SV, single ventricle; RV, right ventricle; LV, left ventricle; HLHS, hypoplastic left heart syndrome; PSM, propensity score matching; AVVR, atrioventricular valve regurgitation; AVV, atrioventricular valve.

Availability of Data and Materials

Data are available from the corresponding author upon reasonable request.

Author Contributions

HYY and JMC designed the research. HW, JRM, and LJH performed the research. TT, WX, MT, ZCT, and YL were in charge of data collection. XL, XBL, HYY, and JMC provided help and advice on research. HW and JRM analyzed the data and wrote the manuscript. All authors contributed to editorial changes in the manuscript. All authors read and approved the final manuscript. All authors have participated sufficiently in the work and agreed to be accountable for all aspects of the work.

Ethics Approval and Consent to Participate

Ethical approval was obtained from the Guangdong Provincial People’s Hospital Ethics Committee on 17th September 2019 (No. GDREC2019338H(R2)).
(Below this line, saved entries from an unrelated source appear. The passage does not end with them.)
//! Verifies the headers Harvest mandates are attached to every request,
//! independent of HTTP verb.

use harvestapi::{CollectionParams, HarvestClient, UpdateClientRequest};
use wiremock::matchers::{header, method, path};
use wiremock::{Mock, MockServer, ResponseTemplate};

fn test_client(server: &MockServer) -> HarvestClient {
    HarvestClient::with_base_url(
        "12345",
        "access-token",
        "my-app",
        "dev@example.com",
        &server.uri(),
    )
    .unwrap()
}

/// Mount a mock that only matches when all three mandated headers carry the
/// configured values.
async fn mount_with_required_headers(server: &MockServer, verb: &str, p: &str) {
    Mock::given(method(verb))
        .and(path(p))
        .and(header("Harvest-Account-ID", "12345"))
        .and(header("Authorization", "Bearer access-token"))
        .and(header("User-Agent", "my-app (dev@example.com)"))
        .respond_with(ResponseTemplate::new(200).set_body_json(serde_json::json!({})))
        .expect(1)
        .mount(server)
        .await;
}

#[tokio::test]
async fn get_carries_required_headers() {
    let server = MockServer::start().await;
    mount_with_required_headers(&server, "GET", "/v2/company").await;

    let client = test_client(&server);
    let resp = client.company.my_company().await.unwrap();
    assert_eq!(resp.status_code, 200);
}

#[tokio::test]
async fn get_with_query_carries_required_headers() {
    let server = MockServer::start().await;
    mount_with_required_headers(&server, "GET", "/v2/clients").await;

    let client = test_client(&server);
    let resp = client.clients.list(CollectionParams::default()).await.unwrap();
    assert_eq!(resp.status_code, 200);
}

#[tokio::test]
async fn post_carries_required_headers_and_json_content_type() {
    let server = MockServer::start().await;
    Mock::given(method("POST"))
        .and(path("/v2/roles"))
        .and(header("Harvest-Account-ID", "12345"))
        .and(header("Authorization", "Bearer access-token"))
        .and(header("User-Agent", "my-app (dev@example.com)"))
        .and(header("Content-Type", "application/json"))
        .respond_with(ResponseTemplate::new(201).set_body_json(serde_json::json!({})))
        .expect(1)
        .mount(&server)
        .await;

    let client = test_client(&server);
    let resp = client
        .roles
        .create(harvestapi::CreateRoleRequest {
            name: "Designer".to_string(),
            user_ids: None,
        })
        .await
        .unwrap();
    assert_eq!(resp.status_code, 201);
}

#[tokio::test]
async fn patch_carries_required_headers() {
    let server = MockServer::start().await;
    mount_with_required_headers(&server, "PATCH", "/v2/clients/5735776").await;

    let client = test_client(&server);
    let resp = client
        .clients
        .update(5735776, UpdateClientRequest::default())
        .await
        .unwrap();
    assert_eq!(resp.status_code, 200);
}

#[tokio::test]
async fn delete_carries_required_headers() {
    let server = MockServer::start().await;
    mount_with_required_headers(&server, "DELETE", "/v2/clients/5735776").await;

    let client = test_client(&server);
    let resp = client.clients.delete(5735776).await.unwrap();
    assert_eq!(resp.status_code, 200);
}
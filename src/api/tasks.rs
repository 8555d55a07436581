//! Task endpoints.

use std::sync::Arc;

use rust_decimal::Decimal;
use serde::Serialize;

use crate::client::Transport;
use crate::error::Result;
use crate::params::CollectionParams;
use crate::response::HarvestResponse;

/// Encapsulates the Harvest API methods under `/tasks`.
#[derive(Debug, Clone)]
pub struct TasksApi {
    base_url: &'static str,
    transport: Arc<Transport>,
}

/// Body for creating a task.
#[derive(Debug, Clone, Serialize)]
pub struct CreateTaskRequest {
    /// The name of the task.
    pub name: String,
    /// Whether time entries for this task default to billable.
    #[serde(skip_serializing_if = "Option::is_none")]
    pub billable_by_default: Option<bool>,
    #[serde(skip_serializing_if = "Option::is_none")]
    pub default_hourly_rate: Option<Decimal>,
    /// Whether the task is automatically added to future projects.
    #[serde(skip_serializing_if = "Option::is_none")]
    pub is_default: Option<bool>,
    #[serde(skip_serializing_if = "Option::is_none")]
    pub is_active: Option<bool>,
}

/// Body for updating a task. Unset fields are left unchanged.
#[derive(Debug, Clone, Default, Serialize)]
pub struct UpdateTaskRequest {
    #[serde(skip_serializing_if = "Option::is_none")]
    pub name: Option<String>,
    #[serde(skip_serializing_if = "Option::is_none")]
    pub billable_by_default: Option<bool>,
    #[serde(skip_serializing_if = "Option::is_none")]
    pub default_hourly_rate: Option<Decimal>,
    #[serde(skip_serializing_if = "Option::is_none")]
    pub is_default: Option<bool>,
    #[serde(skip_serializing_if = "Option::is_none")]
    pub is_active: Option<bool>,
}

impl TasksApi {
    pub(crate) fn new(transport: Arc<Transport>) -> Self {
        Self {
            base_url: "v2/tasks",
            transport,
        }
    }

    /// Retrieves a list of tasks.
    pub async fn list(&self, params: CollectionParams) -> Result<HarvestResponse> {
        self.transport
            .get_with_query(self.base_url, &params.clamped())
            .await
    }

    /// Retrieves the task with the given ID.
    pub async fn get(&self, task_id: u64) -> Result<HarvestResponse> {
        self.transport
            .get(&format!("{}/{}", self.base_url, task_id))
            .await
    }

    pub async fn create(&self, req: CreateTaskRequest) -> Result<HarvestResponse> {
        self.transport.post(self.base_url, &req).await
    }

    pub async fn update(&self, task_id: u64, req: UpdateTaskRequest) -> Result<HarvestResponse> {
        self.transport
            .patch(&format!("{}/{}", self.base_url, task_id), &req)
            .await
    }

    pub async fn delete(&self, task_id: u64) -> Result<HarvestResponse> {
        self.transport
            .delete(&format!("{}/{}", self.base_url, task_id))
            .await
    }
}
//! Error types for Harvest API operations.

use std::path::PathBuf;

use thiserror::Error;

/// Errors that can occur during Harvest API operations.
///
/// Non-2xx HTTP statuses are not errors: they come back to the caller inside
/// the [`HarvestResponse`](crate::HarvestResponse) envelope. Only transport
/// failures, undecodable bodies, and pre-flight receipt validation produce
/// an `Err`.
#[derive(Debug, Error)]
pub enum HarvestError {
    /// Base URL could not be parsed, or a request path failed to join onto it.
    #[error("Invalid URL: {0}")]
    Url(#[from] url::ParseError),

    /// HTTP transport error (connection, DNS, TLS, request construction).
    #[error("HTTP error: {0}")]
    Http(#[from] reqwest::Error),

    /// Response body was not valid JSON, or a request value could not be
    /// serialized.
    #[error("Failed to parse response: {0}")]
    Parse(#[from] serde_json::Error),

    /// Expense receipt path does not point at an existing file.
    #[error("Receipt file not found: {}", .0.display())]
    ReceiptNotFound(PathBuf),

    /// Expense receipt has an extension Harvest does not accept.
    #[error("Unsupported receipt type '{0}': expected pdf, png, jpg, or gif")]
    UnsupportedReceiptType(String),

    /// Expense receipt could not be read from disk.
    #[error("Failed to read receipt: {0}")]
    Io(#[from] std::io::Error),
}

/// Result type alias for Harvest operations.
pub type Result<T> = core::result::Result<T, HarvestError>;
The individual informed consent was waived due to the retrospective design of the study.

Acknowledgment

We appreciated the helpful comments of each member from Zhuang’s and Chen’s group.

Funding

This study was supported by the project of National Key R&D Program of China (No. 2022YFC2407406), Stability Support for Innovation Capacity Building of Research institutions in Guangdong Province in 2022 (KD022022015) and Science and Technology Fundation of Guangzhou Health (No. 2023A031004).

Conflict of Interest

The authors declare no conflict of interest.